The paper ”Data sharing in search for sovereignty: the case of the European Cloud” (Catanzariti, M.) will be presented at the 11th FSR Annual Conference “From Data Spaces to Data Governance” (9-10 June, 2022).

Abstract:

Jurisdictional claims to data underpin two opposing regulatory models. The first claims extraterritorial digital reach. Examples include access to data located abroad by domestic law enforcement, global injunctions and claiming territorial extension of domestic law. The second, often in reaction, relies on data nationalism. Examples include data localization requirements by national governments as well as the establishment of national clouds for various types of data. This paper explores the inherent tensions between the increasing use of extraterritorial claims to data and the opposite response of data nationalism. It challenges the presumed dichotomy of territoriality/extraterritoriality claiming that 1) this apparent dichotomy leads to converging territorial solutions; 2) the territorial overuse undermines the geopolitical and legal order. Both the creation of digital borders by eg imposing local storage or local processing requirements and the expansion of a claim to state power beyond national borders are forms of territorially based control. Based on these assumptions, my hypothesis is that territoriality, when applied to data, needs to be profoundly rethought so that inter-state frictions that alter the geopolitical and legal order can be avoided. This implies moving beyond the territoriality/extraterritoriality dichotomy and using functional factors other than the territorial location of data to connect jurisdiction and data. The study claims that the constant adaptation of physical territories to borderless data creates unpredictable reactions by state actors who exercise jurisdiction and private sector data with the technological capabilities to access, process and store huge amount of data. The more the interaction between multiple actors is subject to jurisdictional changes, the more the traditional dichotomy of territoriality as the rule and extraterritoriality as an exception is incapable of facing the composite regulatory regimes as well as the technological challenges.

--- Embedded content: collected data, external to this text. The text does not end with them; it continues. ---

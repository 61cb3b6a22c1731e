//! The `AdmissionReview` envelope exchanged with the API server.
//!
//! Only the parts of the request this webhook needs are decoded. The admitted object is kept as
//! raw JSON, it is up to the [`PatchRules`][crate::webhooks::PatchRules] to project it into a view.
//! The response never echoes the request section back.
use base64::{Engine as _, engine::general_purpose::STANDARD};
use serde::{Deserialize, Serialize};
use serde_json::value::RawValue;
use snafu::{ResultExt, Snafu};

use crate::patch::PatchDocument;

/// The `apiVersion` used for responses when the request didn't carry one.
pub const ADMISSION_REVIEW_API_VERSION: &str = "admission.k8s.io/v1";

/// The `kind` used for responses when the request didn't carry one.
pub const ADMISSION_REVIEW_KIND: &str = "AdmissionReview";

#[derive(Debug, Snafu)]
pub enum DecodeError {
    #[snafu(display("request body is not a valid AdmissionReview"))]
    DeserializeReview { source: serde_json::Error },
}

#[derive(Debug, Snafu)]
pub enum EncodeError {
    #[snafu(display("failed to serialize JSON patch"))]
    SerializePatch { source: serde_json::Error },

    #[snafu(display("failed to serialize AdmissionReview response"))]
    SerializeReview { source: serde_json::Error },
}

/// An inbound `AdmissionReview`.
#[derive(Debug, Deserialize, Serialize)]
#[serde(rename_all = "camelCase")]
pub struct AdmissionReview {
    #[serde(default, skip_serializing_if = "Option::is_none")]
    pub api_version: Option<String>,

    #[serde(default, skip_serializing_if = "Option::is_none")]
    pub kind: Option<String>,

    pub request: AdmissionRequest,
}

#[derive(Debug, Deserialize, Serialize)]
#[serde(rename_all = "camelCase")]
pub struct AdmissionRequest {
    /// Opaque identifier which has to be copied verbatim into the response.
    pub uid: String,

    /// Empty for cluster-scoped objects.
    #[serde(default)]
    pub namespace: String,

    #[serde(default, skip_serializing_if = "Option::is_none")]
    pub name: Option<String>,

    #[serde(default, skip_serializing_if = "Option::is_none")]
    pub operation: Option<String>,

    #[serde(default, skip_serializing_if = "Option::is_none")]
    pub object: Option<Box<RawValue>>,
}

impl AdmissionReview {
    pub fn from_slice(body: &[u8]) -> Result<Self, DecodeError> {
        serde_json::from_slice(body).context(DeserializeReviewSnafu)
    }

    /// Turns this review into the response envelope.
    ///
    /// The request is consumed, so it can't end up in the response. The response always allows
    /// the admission. `patch` and `patchType` are only set if `patch` contains operations.
    pub fn into_response(self, patch: &PatchDocument) -> Result<AdmissionReviewResponse, EncodeError> {
        let mut response = AdmissionResponse::allowed(self.request.uid);

        if !patch.is_empty() {
            let patch = serde_json::to_vec(patch).context(SerializePatchSnafu)?;
            response.patch = Some(STANDARD.encode(patch));
            response.patch_type = Some(PatchType::JsonPatch);
        }

        Ok(AdmissionReviewResponse {
            api_version: self
                .api_version
                .unwrap_or_else(|| ADMISSION_REVIEW_API_VERSION.to_owned()),
            kind: self
                .kind
                .unwrap_or_else(|| ADMISSION_REVIEW_KIND.to_owned()),
            response,
        })
    }
}

/// An outbound `AdmissionReview`, carrying only the response section.
#[derive(Debug, Deserialize, PartialEq, Serialize)]
#[serde(rename_all = "camelCase")]
pub struct AdmissionReviewResponse {
    pub api_version: String,
    pub kind: String,
    pub response: AdmissionResponse,
}

impl AdmissionReviewResponse {
    pub fn to_vec(&self) -> Result<Vec<u8>, EncodeError> {
        serde_json::to_vec(self).context(SerializeReviewSnafu)
    }
}

#[derive(Debug, Deserialize, PartialEq, Serialize)]
#[serde(rename_all = "camelCase")]
pub struct AdmissionResponse {
    pub uid: String,
    pub allowed: bool,

    /// Base64 encoded [`PatchDocument`].
    #[serde(default, skip_serializing_if = "Option::is_none")]
    pub patch: Option<String>,

    #[serde(default, skip_serializing_if = "Option::is_none")]
    pub patch_type: Option<PatchType>,
}

impl AdmissionResponse {
    pub fn allowed(uid: String) -> Self {
        Self {
            uid,
            allowed: true,
            patch: None,
            patch_type: None,
        }
    }
}

#[derive(Clone, Copy, Debug, Deserialize, PartialEq, Eq, Serialize)]
pub enum PatchType {
    #[serde(rename = "JSONPatch")]
    JsonPatch,
}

Research Design and Expected Results:

The paper aims to reconceptualize territoriality in digital matters by providing a novel functional and theoretical legal framework. It applies this framework 1) by exploring the legal options that replace data localization with establishing an EU data cloud infrastructure as the path towards a model of EU digital sovereignty – an attempt to achieve EU technological autonomy and 2) by examining the implications of ‘de-territorializing’ digital jurisdiction for the regulation of the EU cloud. Based on interoperable adequacy standards that replace data localization requirements, the paper ultimately aims to provide a legal blueprint for the EU cloud. It intends to transcribe in rules the idea that unifying territories through a continuous regulated space of data sharing on the cloud is the best solution to avoid the current deceptive dichotomy territoriality/extraterritoriality. Lack of technological autonomy in the EU – with respect to data storage in cloud – has generated extraterritorial claims over data in reaction to extraterritorial violations of EU rights by third countries. The EU’s lack of technological autonomy has meant a “loss of data” provided that data is stored on foreign clouds. Consequently, the EU has tried to reappropriate territorial shares through different degrees of extraterritorial reach: the enlargement of the territorial scope of application; strengthening the requirements for data transfers to third countries; a defensive approach to standards setting against extraterritorial interferences. The paper argues that the establishment of a European cloud needs to be based on functional criteria rather than on data localization requirements that make the control over data possible through interoperable standards. Thus, it claims for a model of data sharing as an alternative to the binary option territoriality/extraterritoriality, investigating the conditions under which this may be possible.